## Task prompt
Each line from the opening of the records that follow to the line with "transfer(s) were journaled" needs to be written out exactly. Add nothing.

## The data
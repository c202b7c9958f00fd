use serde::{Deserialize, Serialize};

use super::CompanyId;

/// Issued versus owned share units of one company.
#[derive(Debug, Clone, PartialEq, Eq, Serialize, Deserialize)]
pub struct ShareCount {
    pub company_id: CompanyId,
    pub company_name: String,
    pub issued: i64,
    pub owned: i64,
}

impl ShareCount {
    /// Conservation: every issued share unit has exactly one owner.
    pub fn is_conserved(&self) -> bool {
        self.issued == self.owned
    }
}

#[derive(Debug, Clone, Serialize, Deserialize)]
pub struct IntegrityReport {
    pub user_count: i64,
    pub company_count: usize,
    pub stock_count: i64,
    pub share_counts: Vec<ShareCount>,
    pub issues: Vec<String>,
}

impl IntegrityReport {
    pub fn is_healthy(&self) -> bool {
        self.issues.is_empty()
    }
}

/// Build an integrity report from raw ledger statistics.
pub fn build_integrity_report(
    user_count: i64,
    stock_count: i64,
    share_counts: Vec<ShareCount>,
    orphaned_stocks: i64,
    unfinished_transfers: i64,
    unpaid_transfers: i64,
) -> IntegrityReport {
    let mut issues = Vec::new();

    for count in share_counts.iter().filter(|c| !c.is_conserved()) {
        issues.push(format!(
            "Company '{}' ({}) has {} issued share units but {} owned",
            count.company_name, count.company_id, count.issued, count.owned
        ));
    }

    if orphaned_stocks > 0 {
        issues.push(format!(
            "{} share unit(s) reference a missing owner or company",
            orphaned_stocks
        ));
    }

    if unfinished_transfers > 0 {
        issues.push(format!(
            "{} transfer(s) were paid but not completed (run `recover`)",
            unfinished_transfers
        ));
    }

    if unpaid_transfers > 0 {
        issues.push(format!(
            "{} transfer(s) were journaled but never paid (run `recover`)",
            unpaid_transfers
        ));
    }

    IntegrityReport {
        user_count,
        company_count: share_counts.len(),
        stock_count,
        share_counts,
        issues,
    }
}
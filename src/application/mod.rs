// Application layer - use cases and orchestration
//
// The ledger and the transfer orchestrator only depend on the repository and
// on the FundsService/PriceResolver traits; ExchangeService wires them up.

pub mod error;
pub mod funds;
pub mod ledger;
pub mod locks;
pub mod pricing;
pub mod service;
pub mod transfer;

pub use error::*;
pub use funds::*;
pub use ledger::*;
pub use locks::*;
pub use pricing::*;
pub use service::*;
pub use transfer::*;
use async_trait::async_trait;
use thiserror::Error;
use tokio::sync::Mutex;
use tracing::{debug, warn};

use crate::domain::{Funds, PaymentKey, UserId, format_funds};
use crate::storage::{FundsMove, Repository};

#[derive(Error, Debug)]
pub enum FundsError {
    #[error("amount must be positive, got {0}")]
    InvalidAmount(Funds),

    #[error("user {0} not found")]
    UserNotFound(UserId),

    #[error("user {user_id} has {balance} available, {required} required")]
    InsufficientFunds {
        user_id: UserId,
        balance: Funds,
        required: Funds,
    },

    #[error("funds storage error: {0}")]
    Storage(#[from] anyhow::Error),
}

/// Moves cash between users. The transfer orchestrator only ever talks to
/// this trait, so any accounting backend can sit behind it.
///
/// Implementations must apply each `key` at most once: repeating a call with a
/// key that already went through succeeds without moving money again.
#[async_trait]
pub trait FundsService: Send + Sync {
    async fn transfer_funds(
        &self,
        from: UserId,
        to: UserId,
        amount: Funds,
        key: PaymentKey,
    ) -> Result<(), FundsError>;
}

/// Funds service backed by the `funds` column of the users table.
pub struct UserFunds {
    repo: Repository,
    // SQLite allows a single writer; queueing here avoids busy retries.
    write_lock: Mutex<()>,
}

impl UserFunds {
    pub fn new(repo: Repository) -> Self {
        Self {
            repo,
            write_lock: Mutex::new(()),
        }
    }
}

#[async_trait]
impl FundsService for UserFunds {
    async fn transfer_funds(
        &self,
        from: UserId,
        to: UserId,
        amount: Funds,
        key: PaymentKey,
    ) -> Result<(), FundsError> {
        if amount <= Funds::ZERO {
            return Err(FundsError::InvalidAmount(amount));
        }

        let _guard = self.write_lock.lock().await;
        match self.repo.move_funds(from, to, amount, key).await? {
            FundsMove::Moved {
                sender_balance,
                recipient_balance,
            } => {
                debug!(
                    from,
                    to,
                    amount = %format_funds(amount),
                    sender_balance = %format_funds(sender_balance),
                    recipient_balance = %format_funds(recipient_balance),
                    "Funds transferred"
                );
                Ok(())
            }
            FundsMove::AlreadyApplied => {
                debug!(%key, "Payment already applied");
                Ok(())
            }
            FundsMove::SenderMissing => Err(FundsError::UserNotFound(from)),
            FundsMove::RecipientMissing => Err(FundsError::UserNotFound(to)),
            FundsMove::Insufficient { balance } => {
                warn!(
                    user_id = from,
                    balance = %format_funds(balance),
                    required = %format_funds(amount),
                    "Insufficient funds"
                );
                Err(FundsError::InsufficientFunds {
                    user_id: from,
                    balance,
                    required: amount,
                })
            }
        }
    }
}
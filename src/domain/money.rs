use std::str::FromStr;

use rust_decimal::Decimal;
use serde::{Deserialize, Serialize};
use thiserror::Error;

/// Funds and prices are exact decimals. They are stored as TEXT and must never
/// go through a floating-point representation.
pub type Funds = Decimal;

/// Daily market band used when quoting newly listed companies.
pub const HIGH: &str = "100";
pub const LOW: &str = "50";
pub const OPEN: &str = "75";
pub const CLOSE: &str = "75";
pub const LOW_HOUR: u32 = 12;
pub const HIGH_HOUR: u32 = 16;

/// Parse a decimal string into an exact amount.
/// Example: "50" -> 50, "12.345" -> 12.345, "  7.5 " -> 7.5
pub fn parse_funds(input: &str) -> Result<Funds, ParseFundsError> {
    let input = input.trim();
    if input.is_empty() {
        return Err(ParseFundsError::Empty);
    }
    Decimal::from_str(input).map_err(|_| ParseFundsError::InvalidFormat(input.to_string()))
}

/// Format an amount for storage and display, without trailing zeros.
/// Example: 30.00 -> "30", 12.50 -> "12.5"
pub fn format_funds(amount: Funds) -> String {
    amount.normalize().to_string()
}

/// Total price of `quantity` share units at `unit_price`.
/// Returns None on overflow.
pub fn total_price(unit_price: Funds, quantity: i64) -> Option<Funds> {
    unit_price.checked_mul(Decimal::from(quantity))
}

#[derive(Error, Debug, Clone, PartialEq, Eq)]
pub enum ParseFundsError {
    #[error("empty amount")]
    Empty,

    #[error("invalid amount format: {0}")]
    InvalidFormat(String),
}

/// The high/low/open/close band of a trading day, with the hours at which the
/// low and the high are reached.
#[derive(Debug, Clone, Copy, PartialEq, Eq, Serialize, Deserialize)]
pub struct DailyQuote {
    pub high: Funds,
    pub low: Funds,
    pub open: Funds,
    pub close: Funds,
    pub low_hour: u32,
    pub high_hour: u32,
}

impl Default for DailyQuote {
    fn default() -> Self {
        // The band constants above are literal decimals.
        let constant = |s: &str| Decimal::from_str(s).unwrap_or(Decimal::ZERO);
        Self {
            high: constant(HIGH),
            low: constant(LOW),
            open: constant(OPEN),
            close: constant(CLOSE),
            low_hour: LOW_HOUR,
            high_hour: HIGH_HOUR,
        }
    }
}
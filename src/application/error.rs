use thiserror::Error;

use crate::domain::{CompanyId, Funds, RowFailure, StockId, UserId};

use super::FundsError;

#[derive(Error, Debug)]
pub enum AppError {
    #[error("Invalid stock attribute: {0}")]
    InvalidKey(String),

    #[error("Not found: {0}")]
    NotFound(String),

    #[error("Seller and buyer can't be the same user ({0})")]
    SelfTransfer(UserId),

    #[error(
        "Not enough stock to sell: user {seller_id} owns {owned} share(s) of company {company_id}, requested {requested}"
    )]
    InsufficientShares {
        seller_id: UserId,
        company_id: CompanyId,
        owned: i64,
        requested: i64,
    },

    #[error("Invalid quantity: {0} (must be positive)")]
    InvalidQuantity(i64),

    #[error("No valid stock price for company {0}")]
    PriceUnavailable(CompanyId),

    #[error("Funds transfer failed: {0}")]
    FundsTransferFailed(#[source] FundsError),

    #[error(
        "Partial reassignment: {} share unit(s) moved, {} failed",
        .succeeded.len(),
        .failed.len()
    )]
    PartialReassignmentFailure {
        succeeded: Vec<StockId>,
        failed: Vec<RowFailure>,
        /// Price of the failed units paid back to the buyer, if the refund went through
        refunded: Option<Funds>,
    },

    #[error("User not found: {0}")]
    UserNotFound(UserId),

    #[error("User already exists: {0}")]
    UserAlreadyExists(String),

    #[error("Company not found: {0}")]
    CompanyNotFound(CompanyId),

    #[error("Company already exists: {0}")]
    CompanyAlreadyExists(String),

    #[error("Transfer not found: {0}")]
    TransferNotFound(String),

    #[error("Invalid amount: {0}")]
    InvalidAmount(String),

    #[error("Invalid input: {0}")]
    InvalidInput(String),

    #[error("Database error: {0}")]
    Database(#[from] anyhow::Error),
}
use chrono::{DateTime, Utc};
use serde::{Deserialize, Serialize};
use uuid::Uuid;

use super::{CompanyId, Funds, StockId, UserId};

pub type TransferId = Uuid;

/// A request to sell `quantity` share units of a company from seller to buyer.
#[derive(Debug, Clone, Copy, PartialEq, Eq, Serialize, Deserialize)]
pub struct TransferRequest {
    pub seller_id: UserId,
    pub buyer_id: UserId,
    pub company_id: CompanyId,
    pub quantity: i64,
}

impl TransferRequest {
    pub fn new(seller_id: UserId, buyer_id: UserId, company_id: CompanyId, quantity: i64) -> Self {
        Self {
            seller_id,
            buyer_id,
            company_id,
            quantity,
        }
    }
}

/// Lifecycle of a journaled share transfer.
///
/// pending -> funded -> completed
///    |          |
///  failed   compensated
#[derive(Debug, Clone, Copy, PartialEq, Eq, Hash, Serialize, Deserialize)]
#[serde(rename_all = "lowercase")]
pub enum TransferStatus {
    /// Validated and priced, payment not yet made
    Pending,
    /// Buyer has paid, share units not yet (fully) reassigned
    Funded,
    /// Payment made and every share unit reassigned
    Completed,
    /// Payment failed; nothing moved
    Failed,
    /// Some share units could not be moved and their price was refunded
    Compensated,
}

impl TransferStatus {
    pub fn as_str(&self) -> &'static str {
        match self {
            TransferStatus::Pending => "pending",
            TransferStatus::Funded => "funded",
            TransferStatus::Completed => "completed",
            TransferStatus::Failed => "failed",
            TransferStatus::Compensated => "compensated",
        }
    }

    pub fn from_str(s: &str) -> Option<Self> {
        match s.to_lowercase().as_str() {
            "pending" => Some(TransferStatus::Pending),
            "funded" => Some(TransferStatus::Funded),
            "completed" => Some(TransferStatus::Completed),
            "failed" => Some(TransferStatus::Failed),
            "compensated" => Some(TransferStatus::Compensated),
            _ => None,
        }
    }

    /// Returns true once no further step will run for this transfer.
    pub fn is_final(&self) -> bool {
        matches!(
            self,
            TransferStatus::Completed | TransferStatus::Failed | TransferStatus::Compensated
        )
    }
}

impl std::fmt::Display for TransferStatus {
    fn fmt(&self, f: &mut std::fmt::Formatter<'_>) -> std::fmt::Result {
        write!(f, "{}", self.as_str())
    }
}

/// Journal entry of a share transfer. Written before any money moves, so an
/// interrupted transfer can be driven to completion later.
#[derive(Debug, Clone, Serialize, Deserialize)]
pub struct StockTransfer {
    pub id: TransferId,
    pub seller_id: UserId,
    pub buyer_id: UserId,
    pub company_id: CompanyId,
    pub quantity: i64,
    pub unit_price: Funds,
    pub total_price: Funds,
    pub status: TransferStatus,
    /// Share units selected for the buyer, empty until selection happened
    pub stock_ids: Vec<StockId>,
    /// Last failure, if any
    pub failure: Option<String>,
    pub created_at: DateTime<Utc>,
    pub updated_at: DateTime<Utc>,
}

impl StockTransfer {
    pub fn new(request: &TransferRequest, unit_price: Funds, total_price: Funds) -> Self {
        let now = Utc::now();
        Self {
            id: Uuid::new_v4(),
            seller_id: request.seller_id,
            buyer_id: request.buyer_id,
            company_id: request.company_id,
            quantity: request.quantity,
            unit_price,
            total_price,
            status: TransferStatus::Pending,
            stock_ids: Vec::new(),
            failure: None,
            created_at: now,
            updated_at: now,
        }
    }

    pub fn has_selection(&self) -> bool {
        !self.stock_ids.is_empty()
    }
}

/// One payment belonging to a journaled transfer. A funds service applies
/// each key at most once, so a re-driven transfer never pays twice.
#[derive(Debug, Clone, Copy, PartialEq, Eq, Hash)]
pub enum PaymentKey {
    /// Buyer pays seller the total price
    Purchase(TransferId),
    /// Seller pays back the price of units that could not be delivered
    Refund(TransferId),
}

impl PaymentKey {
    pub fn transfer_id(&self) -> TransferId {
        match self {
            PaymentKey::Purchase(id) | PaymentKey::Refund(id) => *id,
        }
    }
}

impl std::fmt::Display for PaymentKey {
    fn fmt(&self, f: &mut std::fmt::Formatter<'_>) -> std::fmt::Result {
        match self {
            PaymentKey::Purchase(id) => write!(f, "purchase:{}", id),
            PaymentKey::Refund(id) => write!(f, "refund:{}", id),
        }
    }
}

## Answer to the problem
repository c202b7c9958f00fd
use serde::{Deserialize, Serialize};

use super::CompanyId;

/// Issued versus owned share units of one company.
#[derive(Debug, Clone, PartialEq, Eq, Serialize, Deserialize)]
pub struct ShareCount {
    pub company_id: CompanyId,
    pub company_name: String,
    pub issued: i64,
    pub owned: i64,
}

impl ShareCount {
    /// Conservation: every issued share unit has exactly one owner.
    pub fn is_conserved(&self) -> bool {
        self.issued == self.owned
    }
}

#[derive(Debug, Clone, Serialize, Deserialize)]
pub struct IntegrityReport {
    pub user_count: i64,
    pub company_count: usize,
    pub stock_count: i64,
    pub share_counts: Vec<ShareCount>,
    pub issues: Vec<String>,
}

impl IntegrityReport {
    pub fn is_healthy(&self) -> bool {
        self.issues.is_empty()
    }
}

/// Build an integrity report from raw ledger statistics.
pub fn build_integrity_report(
    user_count: i64,
    stock_count: i64,
    share_counts: Vec<ShareCount>,
    orphaned_stocks: i64,
    unfinished_transfers: i64,
    unpaid_transfers: i64,
) -> IntegrityReport {
    let mut issues = Vec::new();

    for count in share_counts.iter().filter(|c| !c.is_conserved()) {
        issues.push(format!(
            "Company '{}' ({}) has {} issued share units but {} owned",
            count.company_name, count.company_id, count.issued, count.owned
        ));
    }

    if orphaned_stocks > 0 {
        issues.push(format!(
            "{} share unit(s) reference a missing owner or company",
            orphaned_stocks
        ));
    }

    if unfinished_transfers > 0 {
        issues.push(format!(
            "{} transfer(s) were paid but not completed (run `recover`)",
            unfinished_transfers
        ));
    }

    if unpaid_transfers > 0 {
        issues.push(format!(
            "{} transfer(s) were journaled but never paid (run `recover`)",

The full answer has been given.